4

I am using the following command to retrieve the number of files which names contains sv or json in a given directory in a remote server:

nbs_files=`ssh -q -i ${sshkey} ${user}@${server} "find ${path}/ -maxdepth 1 -mindepth 1 -type f -name '*sv*' -o -name '*.json' -exec basename {} \; | wc -l"` 

This command returns only the number of .json files, whereas files with sv in their names exist in the ${path}.

When I remove the -o -name '*.json' part, the command works well, and returns the number of files containing the 'sv' in their names.

Does anyone know how can I modify the command in order to retrieve the files containing sv in their names and the files with the extension .json as well?

AdminBee
  • 22,803
rainman
  • 149

1 Answers1

5

The problem is and/or operator precedence in the find expression. Specifically, the implicit AND between adjacent tests has higher precedence than the OR (-o) between the two name tests.
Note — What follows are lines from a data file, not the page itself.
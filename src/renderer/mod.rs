pub mod backend;
pub mod cache;
pub mod common;
pub mod config;
pub mod handle;
pub mod manager;
pub mod resources;

use crate::renderer::backend::null::NullBackend;
use crate::renderer::backend::vulkan::VulkanBackend;
use crate::renderer::common::GraphicsApi;
use crate::renderer::config::RenderConfig;
use crate::renderer::manager::{BackendResourceManager, ResourceManager};
use color_eyre::Result;
use std::sync::Arc;

/// One device and its resource manager. Every wrapper type holds a clone.
#[derive(Clone)]
pub struct GraphicsContext {
    manager: Arc<dyn ResourceManager>,
    config: Arc<RenderConfig>,
}

impl GraphicsContext {
    pub fn new(config: &RenderConfig) -> Result<Self> {
        log::info!("Creating {:?} graphics context", config.api);
        let manager: Arc<dyn ResourceManager> = match config.api {
            GraphicsApi::Null => BackendResourceManager::new(NullBackend::default(), config),
            GraphicsApi::Vulkan => BackendResourceManager::new(VulkanBackend::new(config)?, config),
            GraphicsApi::Direct3D12 => Self::direct3d12(config)?,
        };
        Ok(Self::from_manager(manager, config))
    }

    #[cfg(windows)]
    fn direct3d12(config: &RenderConfig) -> Result<Arc<dyn ResourceManager>> {
        let backend = crate::renderer::backend::dx12::Dx12Backend::new(config)?;
        Ok(BackendResourceManager::new(backend, config))
    }

    #[cfg(not(windows))]
    fn direct3d12(_config: &RenderConfig) -> Result<Arc<dyn ResourceManager>> {
        color_eyre::eyre::bail!("the Direct3D 12 backend is only available on Windows")
    }

    pub fn from_manager(manager: Arc<dyn ResourceManager>, config: &RenderConfig) -> Self {
        Self {
            manager,
            config: Arc::new(config.clone()),
        }
    }

    pub fn manager(&self) -> &dyn ResourceManager {
        self.manager.as_ref()
    }

    pub fn config(&self) -> &RenderConfig {
        &self.config
    }

    pub fn api(&self) -> GraphicsApi {
        self.manager.api()
    }
}

impl std::fmt::Debug for GraphicsContext {
    fn fmt(&self, f: &mut std::fmt::Formatter<'_>) -> std::fmt::Result {
        f.debug_struct("GraphicsContext").field("api", &self.api()).finish()
    }
}

#[cfg(test)]
mod tests {
    use super::*;

    #[test]
    fn null_context_from_config() {
        let ctx = GraphicsContext::new(&RenderConfig::null()).unwrap();
        assert_eq!(ctx.api(), GraphicsApi::Null);
        assert_eq!(ctx.manager().limits().constant_buffer_alignment, 256);
        assert!(ctx.manager().as_any().is::<BackendResourceManager<NullBackend>>());
    }
}
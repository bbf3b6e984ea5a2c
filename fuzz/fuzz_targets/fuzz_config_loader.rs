#![no_main]
use libfuzzer_sys::fuzz_target;

fuzz_target!(|data: &str| {
    // Fuzz TOML parsing of Config: invalid documents must be rejected
    // gracefully, never by panicking.
    let parsed = toml::from_str::<scale_config::Config>(data);
    match parsed {
        Ok(cfg) => {
            // Ensure validate() does not panic
            let _ = cfg.validate();
        }
        Err(_e) => {
            // parse error is acceptable
        }
    }
});
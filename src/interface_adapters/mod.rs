pub mod error_filter;
pub mod handlers;
pub mod protocol;
pub mod routes;
pub mod state;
So the test expression gets parsed as:

    -maxdepth 1 -mindepth 1 -type f -name '*sv*'
OR
    -name '*.json' -exec basename {} \;

...and since the -name '*.json' is the only one that's part of the same branch as -exec, the -exec only runs for json files.

The solution is to override the normal precedence with explicit parentheses around the -name tests:

nbs_files=$(ssh -q -i ${sshkey} ${user}@${server} "find ${path}/ -maxdepth 1 -mindepth 1 -type f '(' -name '*sv*' -o -name '*.json' ')' -exec basename {} \; | wc -l")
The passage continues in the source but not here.